Menurut Lucia, tidak semua pendidik, baik guru maupun dosen, terbiasa dengan tidak ada struktur pembelajaran. Ditambah lagi, tidak semua orang memiliki kesadaran mau menyampaikan ataupun mendengarkan keluh kesah persoalan PJJ ke orang lain.
Komunikasi kebijakan pendidikan di Indonesia cenderung bermasalah. Sebagai contoh, sosialisasi dari Kemendikbud sering kali dimaknai berbeda begitu sampai ke guru ataupun orangtua.
Demi keselamatan
Kepala Biro Kerja Sama dan Hubungan Masyarakat Kemendikbud Evy Mulyani mengatakan, PJJ diterapkan selama pandemi Covid-19 karena kesehatan dan keselamatan warga satuan pendidikan menjadi prioritas. Pada saat bersamaan, pemerintah ingin tetap memastikan bahwa anak memperoleh hak atas pendidikan.
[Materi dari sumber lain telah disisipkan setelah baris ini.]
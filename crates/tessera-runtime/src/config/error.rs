//! Configuration error types.

use std::path::PathBuf;
use thiserror::Error;

/// Errors that can occur during configuration loading and validation.
#[derive(Error, Debug)]
pub enum ConfigError {
    /// File not found at the specified path.
    #[error("Configuration file not found: {0}")]
    FileNotFound(PathBuf),

    /// The file extension is unknown or its format feature is disabled.
    #[error("Unsupported or disabled configuration file format: .{0}")]
    UnsupportedFormat(String),

    /// Figment could not merge or extract the configuration.
    #[error("Failed to parse configuration: {0}")]
    ParseError(String),

    /// Invalid configuration value.
    #[error("Invalid configuration: {message}")]
    ValidationError { message: String },

    /// Missing required field.
    #[error("Missing required configuration field: {field}")]
    MissingField { field: String },

    /// Two declarative intents share a name.
    #[error("Duplicate intent name: {0}")]
    DuplicateIntent(String),

    /// A plugin is enabled twice.
    #[error("Duplicate enabled plugin: {0}")]
    DuplicatePlugin(String),

    /// A declarative intent carries a malformed parameter schema.
    #[error("Invalid parameter schema for intent '{intent}': {reason}")]
    InvalidSchema { intent: String, reason: String },
}

impl ConfigError {
    /// Creates a validation error with the given message.
    pub fn validation(message: impl Into<String>) -> Self {
        Self::ValidationError {
            message: message.into(),
        }
    }

    /// Creates a missing field error.
    pub fn missing_field(field: impl Into<String>) -> Self {
        Self::MissingField {
            field: field.into(),
        }
    }
}

/// Result type for configuration operations.
pub type ConfigResult<T> = Result<T, ConfigError>;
Dia menyampaikan, Kemendikbud terus menekankan bahwa PJJ harus memberikan pengalaman belajar yang bermakna, tanpa terbebani tuntutan menuntaskan seluruh capaian kurikulum untuk kenaikan kelas ataupun kelulusan. Oleh karena itu, tugas pembelajaran dapat bervariasi antarsiswa dengan memperhatikan kondisi setiap anak.
Selain itu, Kemendikbud juga menyerukan agar seluruh kepala daerah, kepala satuan pendidikan, orangtua, guru, dan masyarakat bergotong royong menyukseskan pembelajaran selama pandemi Covid-19.
Kemendikbud telah mengeluarkan kebijakan penerapan kurikulum darurat yang bersifat opsional. Saat ini, terdapat tiga bentuk penerapan, yaitu Kurikulum 2013 utuh, penyederhanaan kompetensi dasar dari Kurikulum 2013 versi Kemendikbud, dan penyederhanaan Kurikulum 2013 yang dikemas sendiri oleh sekolah-sekolah. Penerapan tiga kurikulum ini berlangsung selama tahun ajaran 2020/2021.
Menurut Evy, berdasarkan survei yang telah dilakukan Kemendikbud, sekitar 67 persen responden mengetahui adanya kebijakan kurikulum darurat dan 48 persen di antaranya memakainya. Kurikulum darurat cenderung lebih digunakan oleh responden di wilayah nontertinggal. Bagi 52 persen responden yang tidak menggunakan kurikulum darurat, mayoritas di antaranya menggunakan Kurikulum 2013 utuh.
Bersamaan dengan kondisi tersebut, dia membenarkan, Kemendikbud sudah mulai menyosialisasikan Asesmen Nasional kepada dinas pendidikan seluruh Indonesia. Sosialisasi juga dilakukan melalui akun-akun media sosial Kemendikbud.
Asesmen Nasional dilangsungkan pada 2021 sebagai pemetaan dasar mutu sekolah. Pemerintah ingin memperoleh peta kenyataan kualitas pendidikan di lapangan. Lalu, pada 2022, pemerintah akan kembali menyelenggarakan Asesmen Nasional.
”Tidak ada konsekuensi apa pun bagi sekolah ataupun murid. Guru, kepala sekolah, murid, dan orangtua tidak perlu menyiapkan persiapan khusus ataupun tambahan yang justru akan menjadi beban psikologis sendiri,” kata Evy.